## Saved data entries
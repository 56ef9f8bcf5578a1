//! Views and templates shared by the product and inventory pages.
//!
//! Both collections have the same document shape, so one list template and
//! one form template serve both; each page module supplies its own paths
//! and headings.

use askama::Template;
use rust_decimal::Decimal;

use segunda_mana_core::display::capitalize;
use segunda_mana_core::listing::{ArchiveFilter, Page, paginate, search};
use segunda_mana_core::{CATEGORIES, CatalogForm, CatalogItem, Notice, SIZES, STOCK_STATUSES};

use crate::filters;

use super::dashboard::AdminUserView;
use super::{ListQuery, SelectOption};

/// Catalog row for list templates.
#[derive(Debug, Clone)]
pub struct CatalogRow {
    pub id: String,
    pub no: usize,
    pub ar_ref: String,
    pub name: String,
    pub category: String,
    pub size: String,
    pub price: Decimal,
    pub quantity: i64,
    pub description: String,
    pub status: String,
    pub image: Option<String>,
    pub is_archived: bool,
}

impl CatalogRow {
    /// Build a row; `no` is the 1-based position across all pages.
    pub fn new<I: std::fmt::Display>(item: &CatalogItem<I>, no: usize) -> Self {
        Self {
            id: item.id.to_string(),
            no,
            ar_ref: item.ar_ref.clone(),
            name: item.display_name().to_string(),
            category: item.category.clone(),
            size: item.size.clone(),
            price: item.price,
            quantity: item.quantity,
            description: item.description.clone(),
            status: item.status_label().to_string(),
            image: item.primary_image().map(String::from),
            is_archived: item.is_archived,
        }
    }
}

/// Paths and wording that differ between products and inventory.
#[derive(Debug, Clone, Copy)]
pub struct CatalogPage {
    /// Singular noun for headings: "Product", "Inventory item".
    pub noun: &'static str,
    /// List heading.
    pub heading: &'static str,
    pub list_path: &'static str,
    pub add_path: &'static str,
}

/// Search, archive-filter and page a catalog list.
pub fn list_page<I: std::fmt::Display>(
    items: Vec<CatalogItem<I>>,
    query: &ListQuery,
) -> Page<CatalogRow> {
    let filter: ArchiveFilter = query.archive.parse().unwrap_or_default();
    let page = paginate(filter.apply(search(items, &query.q)), query.page());
    let mut no = page.first_row;
    page.map(|item| {
        let row = CatalogRow::new(&item, no);
        no += 1;
        row
    })
}

/// Options for the archive dropdown.
pub fn archive_options(query: &ListQuery) -> Vec<SelectOption> {
    let current: ArchiveFilter = query.archive.parse().unwrap_or_default();
    ArchiveFilter::ALL
        .iter()
        .map(|f| SelectOption {
            value: f.as_str().to_string(),
            label: capitalize(f.as_str()),
            selected: *f == current,
        })
        .collect()
}

/// Catalog list template.
#[derive(Template)]
#[template(path = "catalog/index.html")]
pub struct CatalogListTemplate {
    pub admin_user: AdminUserView,
    pub current_path: &'static str,
    pub flash: Option<Notice>,
    pub catalog: CatalogPage,
    pub page: Page<CatalogRow>,
    pub query: ListQuery,
    pub filter_query: String,
    pub archive_options: Vec<SelectOption>,
}

/// Add/edit form template.
#[derive(Template)]
#[template(path = "catalog/form.html")]
pub struct CatalogFormTemplate {
    pub admin_user: AdminUserView,
    pub current_path: &'static str,
    pub flash: Option<Notice>,
    pub heading: String,
    pub action: String,
    pub cancel_path: &'static str,
    pub form: CatalogForm,
    pub categories: Vec<SelectOption>,
    pub sizes: Vec<SelectOption>,
    pub statuses: Vec<SelectOption>,
}

impl CatalogFormTemplate {
    /// Fill the dropdowns from the form's current values.
    #[allow(clippy::too_many_arguments)]
    pub fn new(
        admin_user: AdminUserView,
        current_path: &'static str,
        flash: Option<Notice>,
        heading: String,
        action: String,
        cancel_path: &'static str,
        form: CatalogForm,
    ) -> Self {
        let status = if form.status.trim().is_empty() {
            segunda_mana_core::DEFAULT_STOCK_STATUS
        } else {
            form.status.as_str()
        };
        Self {
            categories: SelectOption::plain(CATEGORIES, &form.category),
            sizes: SelectOption::plain(SIZES, &form.size),
            statuses: SelectOption::plain(STOCK_STATUSES, status),
            admin_user,
            current_path,
            flash,
            heading,
            action,
            cancel_path,
            form,
        }
    }
}

#[cfg(test)]
#[allow(clippy::unwrap_used)]
mod tests {
    use segunda_mana_core::Product;
    use serde_json::json;

    use super::*;

    fn products(n: usize) -> Vec<Product> {
        (0..n)
            .map(|i| {
                serde_json::from_value(json!({
                    "_id": format!("p{i}"),
                    "itemName": format!("Item {i}"),
                    "category": if i % 2 == 0 { "Shoes" } else { "Bags" },
                    "price": 100,
                    "isArchived": i == 3,
                }))
                .unwrap()
            })
            .collect()
    }

    #[test]
    fn test_rows_are_numbered_across_pages() {
        let query = ListQuery {
            page: "2".to_string(),
            ..ListQuery::default()
        };
        let page = list_page(products(15), &query);
        assert_eq!(page.current, 2);
        assert_eq!(page.items.len(), 5);
        assert_eq!(page.items[0].no, 11);
        assert_eq!(page.items[0].id, "p10");
    }

    #[test]
    fn test_search_and_archive_filter_combine() {
        let query = ListQuery {
            q: "bags".to_string(),
            archive: "active".to_string(),
            ..ListQuery::default()
        };
        let page = list_page(products(6), &query);
        let ids: Vec<&str> = page.items.iter().map(|r| r.id.as_str()).collect();
        assert_eq!(ids, ["p1", "p5"]);
    }

    #[test]
    fn test_unknown_archive_filter_shows_all() {
        let query = ListQuery {
            archive: "bogus".to_string(),
            ..ListQuery::default()
        };
        assert_eq!(list_page(products(4), &query).total_items, 4);
        assert!(archive_options(&query)[0].selected);
    }

    #[test]
    fn test_form_defaults_status() {
        let template = CatalogFormTemplate::new(
            AdminUserView {
                name: "Ana".to_string(),
                email: String::new(),
                role: "Staff".to_string(),
                is_super_admin: false,
            },
            "/add-product",
            None,
            "Add Product".to_string(),
            "/add-product".to_string(),
            "/admin-product",
            CatalogForm::default(),
        );
        let selected: Vec<&str> = template
            .statuses
            .iter()
            .filter(|o| o.selected)
            .map(|o| o.value.as_str())
            .collect();
        assert_eq!(selected, ["Available"]);
    }
}
//! Beneficiaries and staff accounts.

use reqwest::Method;
use serde_json::json;
use tracing::instrument;

use segunda_mana_core::{
    Beneficiary, BeneficiaryId, BeneficiaryInput, BeneficiaryStatus, Staff, StaffId, StaffInput,
    StaffStatus,
};

use super::{Authed, BackendError};

const BENEFICIARIES: &str = "api/admin/beneficiaries";
const STAFF: &str = "api/admin/staff";

impl Authed<'_> {
    /// # Errors
    ///
    /// Returns an error if the request fails or the body is malformed.
    #[instrument(skip(self))]
    pub async fn beneficiaries(&self) -> Result<Vec<Beneficiary>, BackendError> {
        self.get_list(BENEFICIARIES, "beneficiaries").await
    }

    /// # Errors
    ///
    /// Returns an error if the backend rejects the record.
    #[instrument(skip(self, input))]
    pub async fn add_beneficiary(
        &self,
        input: &BeneficiaryInput,
    ) -> Result<Option<String>, BackendError> {
        self.send_json(Method::POST, &format!("{BENEFICIARIES}/add"), input)
            .await
    }

    /// # Errors
    ///
    /// Returns an error if the backend rejects the update.
    #[instrument(skip(self, input))]
    pub async fn update_beneficiary(
        &self,
        id: &BeneficiaryId,
        input: &BeneficiaryInput,
    ) -> Result<Option<String>, BackendError> {
        self.send_json(Method::PUT, &format!("{BENEFICIARIES}/{id}"), input)
            .await
    }

    /// # Errors
    ///
    /// Returns an error if the request fails.
    #[instrument(skip(self))]
    pub async fn set_beneficiary_status(
        &self,
        id: &BeneficiaryId,
        status: BeneficiaryStatus,
    ) -> Result<Option<String>, BackendError> {
        self.send_json(
            Method::POST,
            &format!("{BENEFICIARIES}/{id}/status"),
            &json!({ "status": status.as_str() }),
        )
        .await
    }

    /// # Errors
    ///
    /// Returns an error if the request fails or the body is malformed.
    #[instrument(skip(self))]
    pub async fn staff(&self) -> Result<Vec<Staff>, BackendError> {
        self.get_list(STAFF, "staff").await
    }

    /// # Errors
    ///
    /// Returns an error if the backend rejects the account.
    #[instrument(skip(self, input), fields(username = %input.username))]
    pub async fn create_staff(&self, input: &StaffInput) -> Result<Option<String>, BackendError> {
        self.send_json(Method::POST, STAFF, input).await
    }

    /// # Errors
    ///
    /// Returns an error if the backend rejects the update.
    #[instrument(skip(self, input))]
    pub async fn update_staff(
        &self,
        id: &StaffId,
        input: &StaffInput,
    ) -> Result<Option<String>, BackendError> {
        self.send_json(Method::PUT, &format!("{STAFF}/{id}"), input)
            .await
    }

    /// # Errors
    ///
    /// Returns an error if the request fails.
    #[instrument(skip(self))]
    pub async fn delete_staff(&self, id: &StaffId) -> Result<Option<String>, BackendError> {
        self.send_empty(Method::DELETE, &format!("{STAFF}/{id}"))
            .await
    }

    /// # Errors
    ///
    /// Returns an error if the request fails.
    #[instrument(skip(self))]
    pub async fn set_staff_status(
        &self,
        id: &StaffId,
        status: StaffStatus,
    ) -> Result<Option<String>, BackendError> {
        self.send_json(
            Method::PUT,
            &format!("{STAFF}/{id}/status"),
            &json!({ "status": status.as_str() }),
        )
        .await
    }
}
//! The backend's cart cookie, held in the storefront session.

use reqwest::header::{COOKIE, HeaderMap, SET_COOKIE};
use reqwest::RequestBuilder;
use serde::{Deserialize, Serialize};

/// `name=value` pairs the backend has set, in the order first seen.
#[derive(Debug, Clone, Default, PartialEq, Eq, Serialize, Deserialize)]
pub struct CartCookie {
    pairs: Vec<(String, String)>,
    #[serde(skip)]
    changed: bool,
}

impl CartCookie {
    /// The `Cookie` header value, if any cookie is held.
    #[must_use]
    pub fn header_value(&self) -> Option<String> {
        if self.pairs.is_empty() {
            return None;
        }
        Some(
            self.pairs
                .iter()
                .map(|(name, value)| format!("{name}={value}"))
                .collect::<Vec<_>>()
                .join("; "),
        )
    }

    /// Whether a response added or replaced a cookie since loading.
    #[must_use]
    pub const fn is_changed(&self) -> bool {
        self.changed
    }

    /// Attach the held cookies to an outgoing request.
    pub(super) fn attach(&self, request: RequestBuilder) -> RequestBuilder {
        match self.header_value() {
            Some(value) => request.header(COOKIE, value),
            None => request,
        }
    }

    /// Take every `Set-Cookie` from a backend response. Attributes after the
    /// first `;` are dropped.
    pub fn absorb(&mut self, headers: &HeaderMap) {
        for raw in headers.get_all(SET_COOKIE) {
            let Ok(raw) = raw.to_str() else { continue };
            let pair = raw.split(';').next().unwrap_or_default();
            let Some((name, value)) = pair.split_once('=') else {
                continue;
            };
            self.set(name.trim(), value.trim());
        }
    }

    fn set(&mut self, name: &str, value: &str) {
        if name.is_empty() {
            return;
        }
        match self.pairs.iter_mut().find(|(n, _)| n == name) {
            Some((_, existing)) if existing == value => {}
            Some((_, existing)) => {
                value.clone_into(existing);
                self.changed = true;
            }
            None => {
                self.pairs.push((name.to_owned(), value.to_owned()));
                self.changed = true;
            }
        }
    }
}

#[cfg(test)]
#[allow(clippy::unwrap_used)]
mod tests {
    use reqwest::header::HeaderValue;

    use super::*;

    fn set_cookies(values: &[&str]) -> HeaderMap {
        let mut headers = HeaderMap::new();
        for v in values {
            headers.append(SET_COOKIE, HeaderValue::from_str(v).unwrap());
        }
        headers
    }

    #[test]
    fn test_absorb_keeps_name_value_only() {
        let mut jar = CartCookie::default();
        assert_eq!(jar.header_value(), None);

        jar.absorb(&set_cookies(&[
            "connect.sid=s%3Aabc; Path=/; HttpOnly",
            "theme=dark",
        ]));
        assert!(jar.is_changed());
        assert_eq!(
            jar.header_value().unwrap(),
            "connect.sid=s%3Aabc; theme=dark"
        );
    }

    #[test]
    fn test_absorb_replaces_same_name() {
        let mut jar = CartCookie::default();
        jar.absorb(&set_cookies(&["sid=one; Path=/"]));
        jar.absorb(&set_cookies(&["sid=two; Path=/"]));
        assert_eq!(jar.header_value().unwrap(), "sid=two");
    }

    #[test]
    fn test_unchanged_after_session_round_trip() {
        let mut jar = CartCookie::default();
        jar.absorb(&set_cookies(&["sid=one"]));
        let stored = serde_json::to_string(&jar).unwrap();

        let mut loaded: CartCookie = serde_json::from_str(&stored).unwrap();
        assert!(!loaded.is_changed());
        loaded.absorb(&set_cookies(&["sid=one"]));
        assert!(!loaded.is_changed());
    }
}
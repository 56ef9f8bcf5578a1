//! Admin roles.

use std::fmt;

use serde::{Deserialize, Serialize};

/// Role attached to an admin login.
///
/// The backend issues `staff` and `superadmin`. Any other value is kept
/// verbatim so it can be displayed, and it never grants superadmin access.
#[derive(Debug, Clone, PartialEq, Eq, Hash, Serialize, Deserialize)]
#[serde(from = "String", into = "String")]
pub enum Role {
    /// Regular back-office staff.
    Staff,
    /// Full access, including staff management and the activity log.
    SuperAdmin,
    /// A role this front end does not know about.
    Other(String),
}

impl Role {
    /// Wire name of the role.
    #[must_use]
    pub fn as_str(&self) -> &str {
        match self {
            Self::Staff => "staff",
            Self::SuperAdmin => "superadmin",
            Self::Other(raw) => raw,
        }
    }

    /// Role name for display, capitalized ("Superadmin", "Staff").
    #[must_use]
    pub fn display_name(&self) -> String {
        crate::display::capitalize(self.as_str())
    }

    /// Whether this is the superadmin role.
    #[must_use]
    pub const fn is_super_admin(&self) -> bool {
        matches!(self, Self::SuperAdmin)
    }
}

impl From<String> for Role {
    fn from(raw: String) -> Self {
        match raw.trim().to_ascii_lowercase().as_str() {
            "staff" => Self::Staff,
            "superadmin" => Self::SuperAdmin,
            _ => Self::Other(raw),
        }
    }
}

impl From<&str> for Role {
    fn from(raw: &str) -> Self {
        Self::from(raw.to_owned())
    }
}

impl From<Role> for String {
    fn from(role: Role) -> Self {
        role.as_str().to_owned()
    }
}

impl fmt::Display for Role {
    fn fmt(&self, f: &mut fmt::Formatter<'_>) -> fmt::Result {
        f.write_str(self.as_str())
    }
}

#[cfg(test)]
#[allow(clippy::unwrap_used)]
mod tests {
    use super::*;

    #[test]
    fn test_known_roles() {
        assert_eq!(Role::from("superadmin"), Role::SuperAdmin);
        assert_eq!(Role::from("SuperAdmin"), Role::SuperAdmin);
        assert_eq!(Role::from("staff"), Role::Staff);
    }

    #[test]
    fn test_unknown_role_is_kept() {
        let role: Role = serde_json::from_str("\"admin\"").unwrap();
        assert_eq!(role, Role::Other("admin".to_owned()));
        assert!(!role.is_super_admin());
        assert_eq!(serde_json::to_string(&role).unwrap(), "\"admin\"");
    }

    #[test]
    fn test_display_name() {
        assert_eq!(Role::SuperAdmin.display_name(), "Superadmin");
        assert_eq!(Role::Staff.display_name(), "Staff");
    }
}
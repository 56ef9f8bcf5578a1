//! Public catalog and announcement reads.

use serde_json::Value;
use tracing::instrument;

use segunda_mana_core::api::{extract_list, extract_one};
use segunda_mana_core::{Announcement, Product, ProductId};

use super::{BackendClient, BackendError, check, decode};

impl BackendClient {
    /// Every product offered to customers.
    ///
    /// # Errors
    ///
    /// Returns an error if the request fails or the body is malformed.
    #[instrument(skip(self))]
    pub async fn customer_products(&self) -> Result<Vec<Product>, BackendError> {
        let response = check(self.get("api/admin/products/customer")?.send().await?).await?;
        let body: Value = decode(response).await?;
        Ok(extract_list(body, "products")?)
    }

    /// One product by id.
    ///
    /// # Errors
    ///
    /// Returns an error if the request fails, including 404.
    #[instrument(skip(self))]
    pub async fn product(&self, id: &ProductId) -> Result<Product, BackendError> {
        let path = format!("api/admin/products/{id}");
        let response = check(self.get(&path)?.send().await?).await?;
        let body: Value = decode(response).await?;
        Ok(extract_one(body, "product")?)
    }

    /// Up to `limit` randomly chosen products.
    ///
    /// # Errors
    ///
    /// Returns an error if the request fails or the body is malformed.
    #[instrument(skip(self))]
    pub async fn random_products(&self, limit: usize) -> Result<Vec<Product>, BackendError> {
        let mut url = self.url("api/admin/products/random")?;
        url.query_pairs_mut()
            .append_pair("limit", &limit.to_string());
        let response = check(self.inner.client.get(url).send().await?).await?;
        let body: Value = decode(response).await?;
        Ok(extract_list(body, "products")?)
    }

    /// Announcements published to the landing page.
    ///
    /// # Errors
    ///
    /// Returns an error if the request fails or the body is malformed.
    #[instrument(skip(self))]
    pub async fn public_announcements(&self) -> Result<Vec<Announcement>, BackendError> {
        let response = check(self.get("api/admin/announcements/public")?.send().await?).await?;
        let body: Value = decode(response).await?;
        Ok(extract_list(body, "announcements")?)
    }
}
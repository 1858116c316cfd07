//! Webhook event delivery for quarry.
//!
//! Turns committed entity mutations into signed webhook deliveries:
//! field-level change events are routed to matching workspace
//! subscriptions, gated through a destination allow-list, delivered with
//! HMAC-SHA256 signatures, and retried with exponential backoff until the
//! subscription is deactivated.

pub mod config;
pub mod crypto;
pub mod delivery;
pub mod error;
pub mod models;
pub mod payload;
pub mod policy;
pub mod queue;
pub mod retry;
pub mod service;
pub mod store;
pub mod worker;

pub use config::WebhookConfig;
pub use delivery::{DeliveryOutcome, DeliveryService};
pub use error::WebhookError;
pub use models::{DeliveryAttempt, WebhookSubscription};
pub use payload::WebhookPayload;
pub use policy::{DestinationPolicy, PolicyDecision};
pub use retry::{DeliveryState, RetryDecision, RetryPolicy};
pub use service::WebhookService;
pub use worker::WebhookWorker;
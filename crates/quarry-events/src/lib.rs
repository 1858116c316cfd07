//! Change-event model and snapshot diffing for quarry.
//!
//! A committed entity mutation is turned into zero or more field-level
//! [`ChangeEvent`]s by [`diff`], which compares the snapshot taken before
//! the mutation against the proposed one. Events are ephemeral: they are
//! produced synchronously, consumed once by the webhook router, and never
//! mutated.

pub mod category;
pub mod differ;
pub mod event;

pub use category::{EventCategory, EventVerb};
pub use differ::diff;
pub use event::ChangeEvent;
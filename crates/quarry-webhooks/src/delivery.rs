//! Webhook delivery execution.
//!
//! Builds the wire payload for one attempt, signs it, performs the HTTP
//! POST through the destination policy, and records the attempt in the
//! delivery log. No retries happen here; the outcome drives the retry
//! scheduler.

use std::sync::Arc;
use std::time::Duration;

use chrono::Utc;
use quarry_core::DeliveryId;
use quarry_events::{ChangeEvent, EventVerb};
use reqwest::Client;

use crate::config::WebhookConfig;
use crate::crypto;
use crate::error::{Result, WebhookError};
use crate::models::{DeliveryAttempt, WebhookSubscription};
use crate::payload::{
    WebhookPayload, HEADER_DELIVERY_ID, HEADER_EVENT, HEADER_ORIGINAL_URL,
    HEADER_SECURITY_POLICY, HEADER_SECURITY_WARNING, HEADER_SIGNATURE,
};
use crate::policy::DestinationPolicy;
use crate::store::{DeliveryLog, SnapshotProvider};

/// Result of one delivery attempt.
///
/// Any HTTP response, 2xx or not, counts as `Delivered`; only
/// transport-level failures (timeout, connection refused/reset) are
/// retryable.
#[derive(Debug, Clone, PartialEq, Eq)]
pub enum DeliveryOutcome {
    Delivered { status: u16 },
    TransportFailed { error: String },
}

/// Executes delivery attempts.
pub struct DeliveryService {
    http: Client,
    policy: DestinationPolicy,
    request_timeout: Duration,
    snapshots: Arc<dyn SnapshotProvider>,
    log: Arc<dyn DeliveryLog>,
}

impl DeliveryService {
    /// Create a delivery service with a shared HTTP client.
    ///
    /// # Errors
    ///
    /// Returns `WebhookError::Internal` if the HTTP client cannot be built.
    pub fn new(
        config: &WebhookConfig,
        snapshots: Arc<dyn SnapshotProvider>,
        log: Arc<dyn DeliveryLog>,
    ) -> Result<Self> {
        let http = Client::builder()
            .timeout(config.request_timeout)
            .user_agent(config.user_agent.clone())
            .redirect(reqwest::redirect::Policy::none())
            .build()
            .map_err(|e| WebhookError::Internal(format!("Failed to build HTTP client: {e}")))?;

        Ok(Self {
            http,
            policy: DestinationPolicy::from_config(config),
            request_timeout: config.request_timeout,
            snapshots,
            log,
        })
    }

    /// Execute one delivery attempt for an event/subscription pair.
    ///
    /// Appends exactly one delivery log record regardless of outcome. An
    /// `Err` return means the attempt died on a programming error
    /// (serialization); those are recorded but never retried.
    pub async fn deliver(
        &self,
        event: &ChangeEvent,
        subscription: &WebhookSubscription,
        retry_count: u32,
    ) -> Result<DeliveryOutcome> {
        // Policy runs on every attempt: the allow-list is live configuration.
        let decision = self.policy.validate(&subscription.url);

        // Snapshot is re-fetched at delivery time so receivers never see
        // state that is staler than the delivery itself.
        let data = match self
            .snapshots
            .snapshot(event.category, event.entity_id)
            .await
        {
            Ok(data) => data,
            Err(e) => {
                tracing::warn!(
                    target: "webhook_delivery",
                    webhook_id = %subscription.id,
                    entity_id = %event.entity_id,
                    error = %e,
                    "Snapshot fetch failed - delivering with null data"
                );
                None
            }
        };

        let actor = if event.verb == EventVerb::Updated {
            match self.snapshots.actor_snapshot(event.actor_id).await {
                Ok(actor) => actor,
                Err(e) => {
                    tracing::warn!(
                        target: "webhook_delivery",
                        webhook_id = %subscription.id,
                        actor_id = %event.actor_id,
                        error = %e,
                        "Actor snapshot fetch failed - delivering without actor"
                    );
                    None
                }
            }
        } else {
            None
        };

        let payload =
            WebhookPayload::build(event, subscription.id, data, actor, &decision, self.policy.tag());

        let body = match serde_json::to_vec(&payload) {
            Ok(body) => body,
            Err(e) => {
                let error = format!("Payload serialization failed: {e}");
                tracing::error!(
                    target: "webhook_delivery",
                    webhook_id = %subscription.id,
                    event = %event.category,
                    error = %error,
                    "Delivery attempt aborted"
                );
                self.append(DeliveryAttempt {
                    workspace_id: subscription.workspace_id,
                    webhook_id: subscription.id,
                    event_category: event.category,
                    request_method: "POST".to_string(),
                    request_headers: serde_json::Value::Object(serde_json::Map::new()),
                    request_body: String::new(),
                    response_status: None,
                    response_headers: None,
                    response_body: None,
                    error: Some(error),
                    retry_count,
                    created_at: Utc::now(),
                })
                .await;
                return Err(WebhookError::Serialization(e));
            }
        };

        let delivery_id = DeliveryId::new();

        // Header values here come from constants and UUIDs; the parse
        // fallbacks only matter for destination URLs with exotic bytes.
        let mut headers = reqwest::header::HeaderMap::new();
        if let Ok(v) = "application/json".parse() {
            headers.insert("Content-Type", v);
        }
        if let Ok(v) = delivery_id.to_string().parse() {
            headers.insert(HEADER_DELIVERY_ID, v);
        }
        if let Ok(v) = event.category.as_str().parse() {
            headers.insert(HEADER_EVENT, v);
        }
        if let Ok(v) = decision.original_url.parse() {
            headers.insert(HEADER_ORIGINAL_URL, v);
        }
        if let Ok(v) = self.policy.tag().parse() {
            headers.insert(HEADER_SECURITY_POLICY, v);
        }

        // The signature covers exactly the bytes that go on the wire.
        if let Some(ref secret) = subscription.secret {
            let signature = crypto::compute_signature(secret, &body);
            if let Ok(v) = signature.parse() {
                headers.insert(HEADER_SIGNATURE, v);
            }
        }

        if !decision.is_allowed {
            if let Ok(v) = format!("External URL blocked: {}", decision.original_url).parse() {
                headers.insert(HEADER_SECURITY_WARNING, v);
            }
        }

        let request_headers = serde_json::Value::Object(headers_to_map(&headers));
        let request_body = String::from_utf8_lossy(&body).into_owned();

        tracing::debug!(
            target: "webhook_delivery",
            delivery_id = %delivery_id,
            webhook_id = %subscription.id,
            workspace_id = %subscription.workspace_id,
            event = %event.category,
            url = %decision.effective_url,
            is_external_blocked = !decision.is_allowed,
            retry_count,
            "Dispatching webhook"
        );

        let result = self
            .http
            .post(&decision.effective_url)
            .headers(headers)
            .body(body)
            .send()
            .await;

        let attempt = |response_status, response_headers, response_body, error| DeliveryAttempt {
            workspace_id: subscription.workspace_id,
            webhook_id: subscription.id,
            event_category: event.category,
            request_method: "POST".to_string(),
            request_headers: request_headers.clone(),
            request_body: request_body.clone(),
            response_status,
            response_headers,
            response_body,
            error,
            retry_count,
            created_at: Utc::now(),
        };

        match result {
            Ok(response) => {
                let status = response.status().as_u16();
                let response_headers = serde_json::Value::Object(headers_to_map(response.headers()));
                let response_body: String = response
                    .text()
                    .await
                    .unwrap_or_default()
                    .chars()
                    .take(4096)
                    .collect();

                tracing::info!(
                    target: "webhook_delivery",
                    delivery_id = %delivery_id,
                    webhook_id = %subscription.id,
                    status,
                    retry_count,
                    "Webhook delivery completed"
                );

                self.append(attempt(
                    Some(status),
                    Some(response_headers),
                    Some(response_body),
                    None,
                ))
                .await;

                Ok(DeliveryOutcome::Delivered { status })
            }
            Err(e) => {
                let error = if e.is_timeout() {
                    format!("Request timeout ({}s)", self.request_timeout.as_secs())
                } else if e.is_connect() {
                    format!("Connection failed: {e}")
                } else {
                    format!("Request error: {e}")
                };

                tracing::warn!(
                    target: "webhook_delivery",
                    delivery_id = %delivery_id,
                    webhook_id = %subscription.id,
                    error = %error,
                    retry_count,
                    "Webhook delivery failed in transport"
                );

                self.append(attempt(None, None, None, Some(error.clone()))).await;

                Ok(DeliveryOutcome::TransportFailed { error })
            }
        }
    }

    /// Append a delivery record. Log failures are reported, never raised:
    /// the log is insert-only observability, not a delivery dependency.
    async fn append(&self, attempt: DeliveryAttempt) {
        if let Err(e) = self.log.append(attempt).await {
            tracing::error!(
                target: "webhook_delivery",
                error = %e,
                "Failed to append delivery attempt record"
            );
        }
    }
}

/// Convert a reqwest HeaderMap to a JSON-serializable map.
fn headers_to_map(
    headers: &reqwest::header::HeaderMap,
) -> serde_json::Map<String, serde_json::Value> {
    let mut map = serde_json::Map::new();
    for (name, value) in headers.iter() {
        if let Ok(v) = value.to_str() {
            map.insert(name.to_string(), serde_json::Value::String(v.to_string()));
        }
    }
    map
}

## WHAT IS REQUIRED
Of all the lines in the data above, show only those that hold the word "CatalogRow".

## RESPONSE
pub struct CatalogRow {
impl CatalogRow {
) -> Page<CatalogRow> {
        let row = CatalogRow::new(&item, no);
    pub page: Page<CatalogRow>,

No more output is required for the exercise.